Колхозники выслушали обращение в полном молчании и молча разошлись. О чем думали братья и сестры товарища Сталина?..
Я думал только о том, чтобы меня мобилизовали. Первым делом направился в райвоенкомат на станцию Уваровка, в трех часах быстрой ходьбы от нас. Когда я пришел, там толпилось уже человек пятнадцать допризывников-добровольцев. Военком выглядел хмурым, ему было не до нас. Потолкавшись часов пять, мы разошлись.
Тогда я написал письмо наркому обороны Ворошилову:
«Прошу направить меня на фронт. Мне скоро семнадцать лет. Член ВЛКСМ с 1939 года». Ответ пришел довольно быстро и гласил, что меня призовут в нужное время. Мне не приходило в голову, что в Москве я мог бы вступить в те дни в народное ополчение.
Между тем немцы стремительно приближались. В соседних лесных деревнях объявились уже советские дезертиры и наши бабы судачили об этом не таясь.

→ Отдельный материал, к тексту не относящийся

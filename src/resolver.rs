//! Backend address resolution
//!
//! Each service's backend is found by an A-record query for
//! `<service>.<stack>.<domain>` against a single configured DNS server.
//! Queries are sent over UDP and retried a bounded number of times.

use crate::config::DnsConfig;
use crate::error::{ResolveError, ResolveResult};
use hickory_proto::op::{Message, MessageType, OpCode, Query};
use hickory_proto::rr::{Name, RData, RecordType};
use std::net::{Ipv4Addr, Ipv6Addr, SocketAddr};
use std::time::Duration;
use tokio::net::UdpSocket;
use tracing::{debug, warn};

/// Largest DNS message accepted over UDP (EDNS0 default)
const MAX_UDP_MESSAGE: usize = 4096;

/// Build the lookup name for a service
pub fn lookup_name(service_name: &str, stack_name: &str, domain: &str) -> String {
    format!("{}.{}.{}", service_name, stack_name, domain)
}

/// Resolves lookup names to IPv4 addresses through one DNS server
#[derive(Debug, Clone)]
pub struct Resolver {
    server: SocketAddr,
    attempts: u32,
    attempt_timeout: Duration,
}

impl Resolver {
    pub fn new(server: SocketAddr, attempts: u32, attempt_timeout: Duration) -> Self {
        Self {
            server,
            attempts: attempts.max(1),
            attempt_timeout,
        }
    }

    pub async fn from_config(config: &DnsConfig) -> anyhow::Result<Self> {
        Ok(Self::new(
            config.server_addr().await?,
            config.attempts,
            config.attempt_timeout(),
        ))
    }

    pub fn attempts(&self) -> u32 {
        self.attempts
    }

    /// Resolve `name` to the first A record in the answer.
    ///
    /// Transport failures and timeouts are retried; an answer without any A
    /// record fails immediately.
    pub async fn resolve(&self, name: &str) -> ResolveResult {
        let fqdn = Name::from_ascii(format!("{}.", name.trim_end_matches('.')))?;
        let mut last_error = String::new();

        for attempt in 1..=self.attempts {
            let id = query_id();
            let query = build_query(id, fqdn.clone())?;

            match tokio::time::timeout(self.attempt_timeout, self.exchange(&query, id)).await {
                Ok(Ok(response)) => {
                    return first_a_record(&response)
                        .ok_or_else(|| ResolveError::NoAnswer(name.to_string()));
                }
                Ok(Err(e)) => {
                    warn!(name, attempt, error = %e, "DNS query failed");
                    last_error = e.to_string();
                }
                Err(_) => {
                    warn!(
                        name,
                        attempt,
                        timeout_ms = self.attempt_timeout.as_millis() as u64,
                        "DNS query timed out"
                    );
                    last_error = "timed out".to_string();
                }
            }
        }

        Err(ResolveError::Exhausted {
            name: name.to_string(),
            attempts: self.attempts,
            last: last_error,
        })
    }

    /// Send one query and wait for the response carrying the same ID
    async fn exchange(&self, query: &[u8], id: u16) -> Result<Message, ResolveError> {
        let local: SocketAddr = if self.server.is_ipv4() {
            (Ipv4Addr::UNSPECIFIED, 0).into()
        } else {
            (Ipv6Addr::UNSPECIFIED, 0).into()
        };

        let socket = UdpSocket::bind(local).await?;
        socket.connect(self.server).await?;
        socket.send(query).await?;

        let mut buf = vec![0u8; MAX_UDP_MESSAGE];
        loop {
            let n = socket.recv(&mut buf).await?;
            let response = Message::from_vec(&buf[..n])?;
            if response.id() == id && response.message_type() == MessageType::Response {
                return Ok(response);
            }
            debug!(expected = id, got = response.id(), "Ignoring unrelated DNS message");
        }
    }
}

fn query_id() -> u16 {
    rand::random::<u16>()
}

fn build_query(id: u16, name: Name) -> Result<Vec<u8>, ResolveError> {
    let mut message = Message::new();
    message
        .set_id(id)
        .set_message_type(MessageType::Query)
        .set_op_code(OpCode::Query)
        .set_recursion_desired(true)
        .add_query(Query::query(name, RecordType::A));
    Ok(message.to_vec()?)
}

fn first_a_record(response: &Message) -> Option<Ipv4Addr> {
    // CNAMEs ahead of the A record are skipped
    response.answers().iter().find_map(|record| match record.data() {
        Some(RData::A(a)) => Some(a.0),
        _ => None,
    })
}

Надо было скорее уезжать в Москву, чтобы не попасть под оккупацию. Но это оказалось безнадежным: один за одним шли через Дровнино военные составы, пассажирских билетов не продавали. Параллельно железной дороге по Минскому шоссе непрерывными колоннами катили на Запад грузовики ЗИС с красноармейцами, с пушками на прицепах, с ящиками, крытыми брезентом. Обратных машин не было видно.
Однажды утром из лесного тумана выполз и вполз в нашу деревню пехотный батальон. Красноармейцы немедленно завалились спать в домах и сараях, председатель выделил корову на зарез. Командир, правда, засомневался, получится ли с ней вовремя, но моя бабушка вызвалась разделать корову моментом. Кухня стала возле нашего дома, и бабушка преобразилась; я снова увидел ее прежней, быстрой, ловкой; корова скоро уже варилась, бабушка несла домой награду — коровью голову.
«Выдай лошадь, председатель, да и мальчишку ездового. Верну», — сказал комбат. «Верне-ешь?» — засмеялся тот. — «Лошадь дам конечно, а человека — как же? Я не хозяин. Кто если сам согласится?» Я замер. Бабушка сверкнула в мою сторону быстрыми черными глазками и проговорила: «Вот он поедет». Через полчаса я запрягал лошадь.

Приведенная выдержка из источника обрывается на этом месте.